#### The data ####

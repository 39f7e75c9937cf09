//! Provider Adapter: one implementation per backend wire protocol.

mod anthropic;
mod openai_compatible;

pub use anthropic::AnthropicAdapter;
pub use openai_compatible::{OpenAiCompatibleAdapter, OpenAiCompatibleKind};

use crate::config::{ProviderConfig, ProviderKind};
use crate::error::{Result, RouterError};
use crate::message::ImagePart;
use crate::model::ModelCatalog;
use crate::request::CompletionRequest;
use crate::response::CompletionResponse;
use crate::retry::CancelToken;
use async_trait::async_trait;
use std::sync::Arc;

/// Per-backend capability set. Every adapter, regardless of wire protocol, satisfies
/// this boundary; the Router Core only ever talks to `dyn ProviderAdapter`.
#[async_trait]
pub trait ProviderAdapter: Send + Sync {
    fn name(&self) -> &str;

    fn catalog(&self) -> &ModelCatalog;

    fn get_model(&self, id: &str) -> Option<&crate::model::ModelDescriptor> {
        self.catalog().get(id)
    }

    /// Cheap liveness probe; never throws, degrades to `false` on any failure.
    async fn is_healthy(&self) -> bool;

    async fn complete(&self, request: &CompletionRequest) -> Result<CompletionResponse>;

    /// Streams text deltas through `on_chunk` in wire order, returning the
    /// accumulated terminal response. Cancellation is observed between chunk reads.
    async fn stream(
        &self,
        request: &CompletionRequest,
        on_chunk: &mut (dyn FnMut(&str) + Send),
        cancel: &CancelToken,
    ) -> Result<CompletionResponse>;

    async fn complete_with_vision(
        &self,
        request: &CompletionRequest,
        images: &[ImagePart],
    ) -> Result<CompletionResponse>;
}

/// Build a concrete adapter for a provider's configured [`ProviderKind`]. Returns an
/// error (never panics) if the backend cannot be reached or its credentials are
/// clearly invalid; the caller is responsible for isolating per-provider init failures.
pub async fn build_adapter(config: &ProviderConfig) -> Result<Arc<dyn ProviderAdapter>> {
    match config.kind {
        ProviderKind::Anthropic => {
            let adapter = AnthropicAdapter::initialize(config).await?;
            Ok(Arc::new(adapter))
        }
        ProviderKind::OpenAi => {
            let adapter =
                OpenAiCompatibleAdapter::initialize(config, OpenAiCompatibleKind::OpenAi).await?;
            Ok(Arc::new(adapter))
        }
        ProviderKind::Groq => {
            let adapter =
                OpenAiCompatibleAdapter::initialize(config, OpenAiCompatibleKind::Groq).await?;
            Ok(Arc::new(adapter))
        }
        ProviderKind::Ollama => {
            let adapter =
                OpenAiCompatibleAdapter::initialize(config, OpenAiCompatibleKind::Ollama).await?;
            Ok(Arc::new(adapter))
        }
    }
}

fn missing_vision_model(provider: &str, model_id: &str) -> RouterError {
    RouterError::invalid_request(
        provider,
        format!("model '{model_id}' does not support vision input"),
    )
}
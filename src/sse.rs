//! Streaming decode: turns a byte stream of server-sent events (or bare
//! newline-delimited JSON) into an ordered sequence of text deltas terminated by a
//! single terminal event. Adapters supply a [`StreamTransformer`] for their wire
//! format; the buffering and line-assembly logic below is shared.

use crate::error::RouterError;
use crate::response::{FinishReason, Usage};

/// One decoded unit of a stream: either a text delta to hand to the caller's
/// `onChunk`, or the terminal event carrying usage/finish data.
#[derive(Debug, Clone)]
pub enum StreamEvent {
    Delta(String),
    Done {
        usage: Option<Usage>,
        finish_reason: FinishReason,
    },
}

/// Provider-specific translation from a single SSE `data:` payload (or NDJSON line)
/// into zero or more [`StreamEvent`]s. Implementors only need to understand their
/// own wire shape; buffering across partial reads is handled by [`SseDecoder`].
pub trait StreamTransformer: Send {
    fn provider_name(&self) -> &'static str;

    /// Whether `data` marks the end of the stream (e.g. OpenAI's literal `[DONE]`).
    fn is_end_marker(&self, data: &str) -> bool {
        data.trim() == "[DONE]"
    }

    fn transform(&mut self, data: &str) -> Result<Vec<StreamEvent>, RouterError>;

    /// Called once the wire stream closes without an explicit terminal event, so
    /// the decoder can still emit exactly one `Done`.
    fn finalize(&mut self) -> StreamEvent {
        StreamEvent::Done {
            usage: None,
            finish_reason: FinishReason::Stop,
        }
    }
}

/// Buffers raw bytes into complete `data: ...\n\n` events and feeds each to a
/// [`StreamTransformer`]. One instance per in-flight streaming request.
pub struct SseDecoder<T: StreamTransformer> {
    transformer: T,
    buffer: String,
    pending_data: String,
    done: bool,
}

impl<T: StreamTransformer> SseDecoder<T> {
    pub fn new(transformer: T) -> Self {
        Self {
            transformer,
            buffer: String::new(),
            pending_data: String::new(),
            done: false,
        }
    }

    /// Feed newly-received bytes, returning every [`StreamEvent`] they complete.
    /// Incomplete trailing lines remain buffered for the next call.
    pub fn push(&mut self, bytes: &[u8]) -> Result<Vec<StreamEvent>, RouterError> {
        if self.done {
            return Ok(Vec::new());
        }

        self.buffer.push_str(&String::from_utf8_lossy(bytes));

        let mut events = Vec::new();
        while let Some(pos) = self.buffer.find('\n') {
            let line = self.buffer[..pos].trim_end_matches('\r').to_string();
            self.buffer.drain(..=pos);
            self.process_line(&line, &mut events)?;
        }
        Ok(events)
    }

    fn process_line(&mut self, line: &str, events: &mut Vec<StreamEvent>) -> Result<(), RouterError> {
        if line.is_empty() {
            if !self.pending_data.is_empty() {
                let data = std::mem::take(&mut self.pending_data);
                self.emit(&data, events)?;
            }
            return Ok(());
        }

        if let Some(rest) = line.strip_prefix("data:") {
            let value = rest.trim_start();
            if !self.pending_data.is_empty() {
                self.pending_data.push('\n');
            }
            self.pending_data.push_str(value);
            return Ok(());
        }

        // Bare NDJSON line (no "data:" prefix): treat the whole line as one event.
        if !line.starts_with("event:") && !line.starts_with("id:") && !line.starts_with(':') {
            self.emit(line, events)?;
        }
        Ok(())
    }

    fn emit(&mut self, data: &str, events: &mut Vec<StreamEvent>) -> Result<(), RouterError> {
        if self.transformer.is_end_marker(data) {
            self.done = true;
            events.push(self.transformer.finalize());
            return Ok(());
        }
        let produced = self.transformer.transform(data)?;
        for event in &produced {
            if matches!(event, StreamEvent::Done { .. }) {
                self.done = true;
            }
        }
        events.extend(produced);
        Ok(())
    }

    /// Call once the underlying byte stream has closed. If no terminal event was
    /// ever seen, synthesizes one so callers always observe exactly one `Done`.
    pub fn close(&mut self) -> Option<StreamEvent> {
        if self.done {
            None
        } else {
            self.done = true;
            Some(self.transformer.finalize())
        }
    }
}

#[cfg(test)]
mod tests {
    use super::*;

    struct EchoTransformer;

    impl StreamTransformer for EchoTransformer {
        fn provider_name(&self) -> &'static str {
            "test"
        }

        fn transform(&mut self, data: &str) -> Result<Vec<StreamEvent>, RouterError> {
            let value: serde_json::Value = serde_json::from_str(data)
                .map_err(|e| RouterError::unknown("test", e.to_string()))?;
            if let Some(text) = value.get("delta").and_then(|v| v.as_str()) {
                Ok(vec![StreamEvent::Delta(text.to_string())])
            } else {
                Ok(vec![])
            }
        }
    }

    #[test]
    fn decodes_deltas_across_partial_reads() {
        let mut decoder = SseDecoder::new(EchoTransformer);
        let mut events = decoder.push(b"data: {\"delta\": \"he").unwrap();
        assert!(events.is_empty());

        events = decoder.push(b"llo\"}\n\n").unwrap();
        assert_eq!(events.len(), 1);
        match &events[0] {
            StreamEvent::Delta(text) => assert_eq!(text, "hello"),
            _ => panic!("expected delta"),
        }
    }

    #[test]
    fn end_marker_emits_single_done() {
        let mut decoder = SseDecoder::new(EchoTransformer);
        let events = decoder.push(b"data: [DONE]\n\n").unwrap();
        assert_eq!(events.len(), 1);
        assert!(matches!(events[0], StreamEvent::Done { .. }));

        let more = decoder.push(b"data: {\"delta\": \"ignored\"}\n\n").unwrap();
        assert!(more.is_empty());
    }

    #[test]
    fn close_without_terminal_event_synthesizes_done() {
        let mut decoder = SseDecoder::new(EchoTransformer);
        decoder.push(b"data: {\"delta\": \"hi\"}\n\n").unwrap();
        let done = decoder.close();
        assert!(matches!(done, Some(StreamEvent::Done { .. })));
        assert!(decoder.close().is_none());
    }

    #[test]
    fn bare_ndjson_line_without_data_prefix() {
        let mut decoder = SseDecoder::new(EchoTransformer);
        let events = decoder.push(b"{\"delta\": \"hey\"}\n").unwrap();
        assert_eq!(events.len(), 1);
    }
}
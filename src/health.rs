//! Health Tracker: per-provider rolling error rate and consecutive-failure gate.

use dashmap::DashMap;
use serde::{Deserialize, Serialize};
use std::time::{SystemTime, UNIX_EPOCH};

/// Number of consecutive failures at which a provider is flipped unhealthy.
pub const UNHEALTHY_THRESHOLD: u32 = 5;

/// Mutable per-provider health state.
#[derive(Debug, Clone, Serialize, Deserialize)]
pub struct ProviderHealth {
    pub healthy: bool,
    pub last_check_unix_ms: u64,
    pub latency_ms: Option<u64>,
    pub error_rate: f64,
    pub consecutive_failures: u32,
}

impl Default for ProviderHealth {
    fn default() -> Self {
        Self {
            healthy: true,
            last_check_unix_ms: now_ms(),
            latency_ms: None,
            error_rate: 0.0,
            consecutive_failures: 0,
        }
    }
}

fn now_ms() -> u64 {
    SystemTime::now()
        .duration_since(UNIX_EPOCH)
        .map(|d| d.as_millis() as u64)
        .unwrap_or(0)
}

/// Lock-free per-provider health registry, one entry per initialized adapter.
#[derive(Debug, Default)]
pub struct HealthTracker {
    providers: DashMap<String, ProviderHealth>,
}

impl HealthTracker {
    pub fn new() -> Self {
        Self::default()
    }

    /// Register a provider at init time so it reports healthy before its first call.
    pub fn register(&self, provider: &str) {
        self.providers
            .entry(provider.to_string())
            .or_insert_with(ProviderHealth::default);
    }

    /// Record a successful call: resets `consecutive_failures`, decays `error_rate` by
    /// the 0.9 factor, and restores `healthy`.
    pub fn record_success(&self, provider: &str, latency_ms: u64) {
        let mut entry = self.providers.entry(provider.to_string()).or_default();
        entry.consecutive_failures = 0;
        entry.healthy = true;
        entry.error_rate *= 0.9;
        entry.latency_ms = Some(latency_ms);
        entry.last_check_unix_ms = now_ms();
    }

    /// Record a failed call: bumps `consecutive_failures`, updates `error_rate` toward 1
    /// (`0.9 * rate + 0.1`), and flips `healthy` false once the threshold is reached.
    pub fn record_failure(&self, provider: &str) {
        let mut entry = self.providers.entry(provider.to_string()).or_default();
        entry.consecutive_failures += 1;
        entry.error_rate = entry.error_rate * 0.9 + 0.1;
        entry.last_check_unix_ms = now_ms();
        if entry.consecutive_failures >= UNHEALTHY_THRESHOLD {
            entry.healthy = false;
        }
    }

    pub fn is_healthy(&self, provider: &str) -> bool {
        self.providers
            .get(provider)
            .map(|h| h.healthy)
            .unwrap_or(true)
    }

    pub fn snapshot(&self, provider: &str) -> Option<ProviderHealth> {
        self.providers.get(provider).map(|h| h.clone())
    }

    pub fn latency_ms(&self, provider: &str) -> Option<u64> {
        self.providers.get(provider).and_then(|h| h.latency_ms)
    }

    pub fn error_rate(&self, provider: &str) -> f64 {
        self.providers.get(provider).map(|h| h.error_rate).unwrap_or(0.0)
    }

    pub fn all(&self) -> Vec<(String, ProviderHealth)> {
        self.providers
            .iter()
            .map(|e| (e.key().clone(), e.value().clone()))
            .collect()
    }
}

#[cfg(test)]
mod tests {
    use super::*;

    #[test]
    fn starts_healthy_and_stays_healthy_on_success() {
        let tracker = HealthTracker::new();
        tracker.register("a");
        tracker.record_success("a", 100);
        let h = tracker.snapshot("a").unwrap();
        assert!(h.healthy);
        assert_eq!(h.consecutive_failures, 0);
    }

    #[test]
    fn five_consecutive_failures_flip_unhealthy() {
        let tracker = HealthTracker::new();
        tracker.register("a");
        for _ in 0..4 {
            tracker.record_failure("a");
        }
        assert!(tracker.is_healthy("a"));
        tracker.record_failure("a");
        assert!(!tracker.is_healthy("a"));
        assert_eq!(tracker.snapshot("a").unwrap().consecutive_failures, 5);
    }

    #[test]
    fn success_after_unhealthy_restores_health() {
        let tracker = HealthTracker::new();
        tracker.register("a");
        for _ in 0..5 {
            tracker.record_failure("a");
        }
        assert!(!tracker.is_healthy("a"));
        tracker.record_success("a", 50);
        assert!(tracker.is_healthy("a"));
        assert_eq!(tracker.snapshot("a").unwrap().consecutive_failures, 0);
    }

    #[test]
    fn error_rate_decays_on_success_and_climbs_on_failure() {
        let tracker = HealthTracker::new();
        tracker.register("a");
        tracker.record_failure("a");
        assert!((tracker.error_rate("a") - 0.1).abs() < 1e-9);
        tracker.record_success("a", 10);
        assert!((tracker.error_rate("a") - 0.09).abs() < 1e-9);
    }
}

####

Retype the records above, but only those lines that fall between the line containing "per-provider init failures." and the line containing "terminated by a", with both of those lines included, exactly as written.

**Result for this task**:
/// clearly invalid; the caller is responsible for isolating per-provider init failures.
pub async fn build_adapter(config: &ProviderConfig) -> Result<Arc<dyn ProviderAdapter>> {
    match config.kind {
        ProviderKind::Anthropic => {
            let adapter = AnthropicAdapter::initialize(config).await?;
            Ok(Arc::new(adapter))
        }
        ProviderKind::OpenAi => {
            let adapter =
                OpenAiCompatibleAdapter::initialize(config, OpenAiCompatibleKind::OpenAi).await?;
            Ok(Arc::new(adapter))
        }
        ProviderKind::Groq => {
            let adapter =
                OpenAiCompatibleAdapter::initialize(config, OpenAiCompatibleKind::Groq).await?;
            Ok(Arc::new(adapter))
        }
        ProviderKind::Ollama => {
            let adapter =
                OpenAiCompatibleAdapter::initialize(config, OpenAiCompatibleKind::Ollama).await?;
            Ok(Arc::new(adapter))
        }
    }
}

fn missing_vision_model(provider: &str, model_id: &str) -> RouterError {
    RouterError::invalid_request(
        provider,
        format!("model '{model_id}' does not support vision input"),
    )
}
filename src/sse.rs
//! Streaming decode: turns a byte stream of server-sent events (or bare
//! newline-delimited JSON) into an ordered sequence of text deltas terminated by a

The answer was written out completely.